**Exercise goal**
Nothing but an exact copy of the data should be output.

(Stored dataset items)
******

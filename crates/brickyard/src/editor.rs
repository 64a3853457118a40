#![forbid(unsafe_code)]

//! One editing surface: a forest, its visual host, and the drag gesture in
//! progress on it.

use brickyard_core::Point;
use brickyard_drag::{DragSession, DragTransition, PointerButton};
use brickyard_forest::{
    Forest, ForestSnapshot, Node, NodeId, NodeKind, OperatorKind, Side, VisualLayer,
};

use crate::config::{ConfigError, EditorConfig};
use crate::Result;

const LOG_TARGET: &str = "brickyard.editor";

/// Editing surface bound to a visual host `H`.
#[derive(Debug)]
pub struct Editor<H> {
    forest: Forest<H>,
    drag: DragSession,
}

impl<H: VisualLayer> Editor<H> {
    /// Create an empty editor, rejecting invalid configuration.
    pub fn new(host: H, config: &EditorConfig) -> Result<Self> {
        let errors = config.validate();
        if !errors.is_empty() {
            return Err(ConfigError::Validation(errors).into());
        }
        let drag = DragSession::new(config.drag)
            .map_err(|e| ConfigError::Validation(vec![e.to_string()]))?;
        Ok(Self {
            forest: Forest::new(host),
            drag,
        })
    }

    /// Create an empty editor with the default configuration.
    #[must_use]
    pub fn with_defaults(host: H) -> Self {
        Self {
            forest: Forest::new(host),
            drag: DragSession::default(),
        }
    }

    #[must_use]
    pub fn forest(&self) -> &Forest<H> {
        &self.forest
    }

    #[must_use]
    pub fn drag(&self) -> &DragSession {
        &self.drag
    }

    #[must_use]
    pub fn host(&self) -> &H {
        self.forest.host()
    }

    pub fn host_mut(&mut self) -> &mut H {
        self.forest.host_mut()
    }

    #[must_use]
    pub fn into_host(self) -> H {
        self.forest.into_host()
    }

    /// Add a node as a new root.
    pub fn spawn(&mut self, kind: impl Into<NodeKind>, position: Point) -> Result<NodeId> {
        Ok(self.forest.spawn(kind, position)?)
    }

    /// Add an operator by name (`"and"`, `"OR"`, ...).
    pub fn spawn_operator(&mut self, name: &str, position: Point) -> Result<NodeId> {
        let op: OperatorKind = name.parse()?;
        self.spawn(op, position)
    }

    /// Remove a node, ending any drag that holds it.
    ///
    /// A drop candidate on one of the node's sockets is cleared.
    pub fn remove(&mut self, id: NodeId) -> Result<Node> {
        if self.drag.dragged_node() == Some(id) {
            self.cancel_drag("removed");
        }
        let node = self.forest.remove(id)?;
        self.reconcile_drag();
        Ok(node)
    }

    /// Nest `child` under `parent`. A drag holding `child` is canceled.
    pub fn attach_child(&mut self, parent: NodeId, child: NodeId, side: Side) -> Result<()> {
        self.forest.attach_child(parent, child, side)?;
        self.reconcile_drag();
        Ok(())
    }

    /// Child-initiated form of [`Editor::attach_child`].
    pub fn attach_parent(&mut self, child: NodeId, parent: NodeId, side: Side) -> Result<()> {
        self.forest.attach_parent(child, parent, side)?;
        self.reconcile_drag();
        Ok(())
    }

    pub fn detach_child(&mut self, parent: NodeId, side: Side) -> Result<NodeId> {
        Ok(self.forest.detach_child(parent, side)?)
    }

    pub fn detach_parent(&mut self, child: NodeId) -> Result<NodeId> {
        Ok(self.forest.detach_parent(child)?)
    }

    pub fn pointer_down(
        &mut self,
        pointer_id: u32,
        button: PointerButton,
        cursor: Point,
    ) -> DragTransition {
        self.drag
            .pointer_down(&mut self.forest, pointer_id, button, cursor)
    }

    pub fn pointer_move(&mut self, pointer_id: u32, cursor: Point) -> DragTransition {
        self.drag.pointer_move(&mut self.forest, pointer_id, cursor)
    }

    pub fn pointer_up(&mut self, pointer_id: u32, button: PointerButton) -> DragTransition {
        self.drag.pointer_up(&mut self.forest, pointer_id, button)
    }

    pub fn pointer_cancel(&mut self, pointer_id: u32) -> DragTransition {
        self.drag.pointer_cancel(&mut self.forest, pointer_id)
    }

    /// Bring the gesture in line with an edit made outside it: a dragged
    /// node that is gone or nested ends the drag, and a candidate socket that
    /// is gone or occupied is forgotten.
    fn reconcile_drag(&mut self) {
        if let Some(node) = self.drag.dragged_node() {
            if !self.forest.contains(node) {
                self.cancel_drag("removed");
                return;
            }
            if self.forest.parent_of(node).is_some() {
                self.cancel_drag("nested");
                return;
            }
        }
        if let Some(socket) = self.drag.candidate() {
            let free = self
                .forest
                .node(socket.owner)
                .is_some_and(|owner| !owner.has_child(socket.side));
            if !free {
                let _ = self.drag.clear_candidate(&mut self.forest);
            }
        }
    }

    fn cancel_drag(&mut self, cause: &'static str) {
        if let Some(transition) = self.drag.force_cancel(&mut self.forest) {
            tracing::debug!(
                target: LOG_TARGET,
                cause,
                transition_id = transition.transition_id,
                effect = ?transition.effect,
                "drag canceled by edit"
            );
        }
    }

    #[must_use]
    pub fn snapshot(&self) -> ForestSnapshot {
        self.forest.snapshot()
    }

    /// One line per node, for debug output.
    #[must_use]
    pub fn summary(&self) -> Vec<String> {
        self.forest.summary()
    }
}

#[cfg(test)]
mod tests {
    use super::*;
    use crate::Error;
    use brickyard_forest::{ForestError, HeadlessLayer};

    #[test]
    fn invalid_config_is_rejected_up_front() {
        let mut config = EditorConfig::default();
        config.drag.capture_radius = 0.0;
        let err = Editor::new(HeadlessLayer, &config).expect_err("radius 0");
        assert!(matches!(err, Error::Config(ConfigError::Validation(_))));
    }

    #[test]
    fn operators_spawn_by_name() {
        let mut editor = Editor::with_defaults(HeadlessLayer);
        let id = editor
            .spawn_operator(" Not ", Point::new(3.0, 4.0))
            .expect("known operator");
        assert_eq!(
            editor.forest().node(id).map(|n| n.kind()),
            Some(NodeKind::Operator(OperatorKind::Not))
        );
        let err = editor
            .spawn_operator("nand", Point::ORIGIN)
            .expect_err("unknown operator");
        assert!(matches!(
            err,
            Error::Forest(ForestError::UnknownOperator { ref name }) if name == "nand"
        ));
        assert_eq!(editor.forest().len(), 1);
    }
}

******

**Written answer**
filename crates/brickyard/src/editor.rs
repository 64a3853457118a40
#![forbid(unsafe_code)]

//! One editing surface: a forest, its visual host, and the drag gesture in
//! progress on it.

use brickyard_core::Point;
use brickyard_drag::{DragSession, DragTransition, PointerButton};
use brickyard_forest::{
    Forest, ForestSnapshot, Node, NodeId, NodeKind, OperatorKind, Side, VisualLayer,
};

use crate::config::{ConfigError, EditorConfig};
use crate::Result;

const LOG_TARGET: &str = "brickyard.editor";

/// Editing surface bound to a visual host `H`.
#[derive(Debug)]
pub struct Editor<H> {
    forest: Forest<H>,
    drag: DragSession,
}

impl<H: VisualLayer> Editor<H> {
    /// Create an empty editor, rejecting invalid configuration.
    pub fn new(host: H, config: &EditorConfig) -> Result<Self> {
        let errors = config.validate();
        if !errors.is_empty() {
            return Err(ConfigError::Validation(errors).into());
        }
        let drag = DragSession::new(config.drag)
            .map_err(|e| ConfigError::Validation(vec![e.to_string()]))?;
        Ok(Self {
            forest: Forest::new(host),
            drag,
        })
    }

    /// Create an empty editor with the default configuration.
    #[must_use]
    pub fn with_defaults(host: H) -> Self {
        Self {
            forest: Forest::new(host),
            drag: DragSession::default(),
        }
    }

    #[must_use]
    pub fn forest(&self) -> &Forest<H> {
        &self.forest
    }

    #[must_use]
    pub fn drag(&self) -> &DragSession {
        &self.drag
    }

    #[must_use]
    pub fn host(&self) -> &H {
        self.forest.host()
    }

    pub fn host_mut(&mut self) -> &mut H {
        self.forest.host_mut()
    }

    #[must_use]
    pub fn into_host(self) -> H {
        self.forest.into_host()
    }

    /// Add a node as a new root.
    pub fn spawn(&mut self, kind: impl Into<NodeKind>, position: Point) -> Result<NodeId> {
        Ok(self.forest.spawn(kind, position)?)
    }

    /// Add an operator by name (`"and"`, `"OR"`, ...).
    pub fn spawn_operator(&mut self, name: &str, position: Point) -> Result<NodeId> {
        let op: OperatorKind = name.parse()?;
        self.spawn(op, position)
    }

    /// Remove a node, ending any drag that holds it.
    ///
    /// A drop candidate on one of the node's sockets is cleared.
    pub fn remove(&mut self, id: NodeId) -> Result<Node> {
        if self.drag.dragged_node() == Some(id) {
            self.cancel_drag("removed");
        }
        let node = self.forest.remove(id)?;
        self.reconcile_drag();
        Ok(node)
    }

    /// Nest `child` under `parent`. A drag holding `child` is canceled.
    pub fn attach_child(&mut self, parent: NodeId, child: NodeId, side: Side) -> Result<()> {
        self.forest.attach_child(parent, child, side)?;
        self.reconcile_drag();
        Ok(())
    }

    /// Child-initiated form of [`Editor::attach_child`].
    pub fn attach_parent(&mut self, child: NodeId, parent: NodeId, side: Side) -> Result<()> {
        self.forest.attach_parent(child, parent, side)?;
        self.reconcile_drag();
        Ok(())
    }

    pub fn detach_child(&mut self, parent: NodeId, side: Side) -> Result<NodeId> {
        Ok(self.forest.detach_child(parent, side)?)
    }

    pub fn detach_parent(&mut self, child: NodeId) -> Result<NodeId> {
        Ok(self.forest.detach_parent(child)?)
    }

    pub fn pointer_down(
        &mut self,
        pointer_id: u32,
        button: PointerButton,
        cursor: Point,
    ) -> DragTransition {
        self.drag
            .pointer_down(&mut self.forest, pointer_id, button, cursor)
    }

    pub fn pointer_move(&mut self, pointer_id: u32, cursor: Point) -> DragTransition {
        self.drag.pointer_move(&mut self.forest, pointer_id, cursor)
    }

    pub fn pointer_up(&mut self, pointer_id: u32, button: PointerButton) -> DragTransition {
        self.drag.pointer_up(&mut self.forest, pointer_id, button)
    }

    pub fn pointer_cancel(&mut self, pointer_id: u32) -> DragTransition {
        self.drag.pointer_cancel(&mut self.forest, pointer_id)
    }

    /// Bring the gesture in line with an edit made outside it: a dragged
    /// node that is gone or nested ends the drag, and a candidate socket that
    /// is gone or occupied is forgotten.
    fn reconcile_drag(&mut self) {
        if let Some(node) = self.drag.dragged_node() {
            if !self.forest.contains(node) {
                self.cancel_drag("removed");
                return;
            }
            if self.forest.parent_of(node).is_some() {
                self.cancel_drag("nested");
                return;
            }
        }
        if let Some(socket) = self.drag.candidate() {
            let free = self
                .forest
                .node(socket.owner)
                .is_some_and(|owner| !owner.has_child(socket.side));
            if !free {
                let _ = self.drag.clear_candidate(&mut self.forest);
            }
        }
    }

    fn cancel_drag(&mut self, cause: &'static str) {
        if let Some(transition) = self.drag.force_cancel(&mut self.forest) {
            tracing::debug!(
                target: LOG_TARGET,
                cause,
                transition_id = transition.transition_id,
                effect = ?transition.effect,
                "drag canceled by edit"
            );
        }
    }

    #[must_use]
    pub fn snapshot(&self) -> ForestSnapshot {
        self.forest.snapshot()
    }

    /// One line per node, for debug output.
    #[must_use]
    pub fn summary(&self) -> Vec<String> {
        self.forest.summary()
    }
}

#[cfg(test)]
mod tests {
    use super::*;
    use crate::Error;
    use brickyard_forest::{ForestError, HeadlessLayer};

    #[test]
    fn invalid_config_is_rejected_up_front() {
        let mut config = EditorConfig::default();
        config.drag.capture_radius = 0.0;
        let err = Editor::new(HeadlessLayer, &config).expect_err("radius 0");
        assert!(matches!(err, Error::Config(ConfigError::Validation(_))));
    }

    #[test]
    fn operators_spawn_by_name() {
        let mut editor = Editor::with_defaults(HeadlessLayer);
        let id = editor
            .spawn_operator(" Not ", Point::new(3.0, 4.0))
            .expect("known operator");
        assert_eq!(
            editor.forest().node(id).map(|n| n.kind()),
            Some(NodeKind::Operator(OperatorKind::Not))
        );
        let err = editor
            .spawn_operator("nand", Point::ORIGIN)
            .expect_err("unknown operator");
        assert!(matches!(
            err,
            Error::Forest(ForestError::UnknownOperator { ref name }) if name == "nand"
        ));
        assert_eq!(editor.forest().len(), 1);
    }
}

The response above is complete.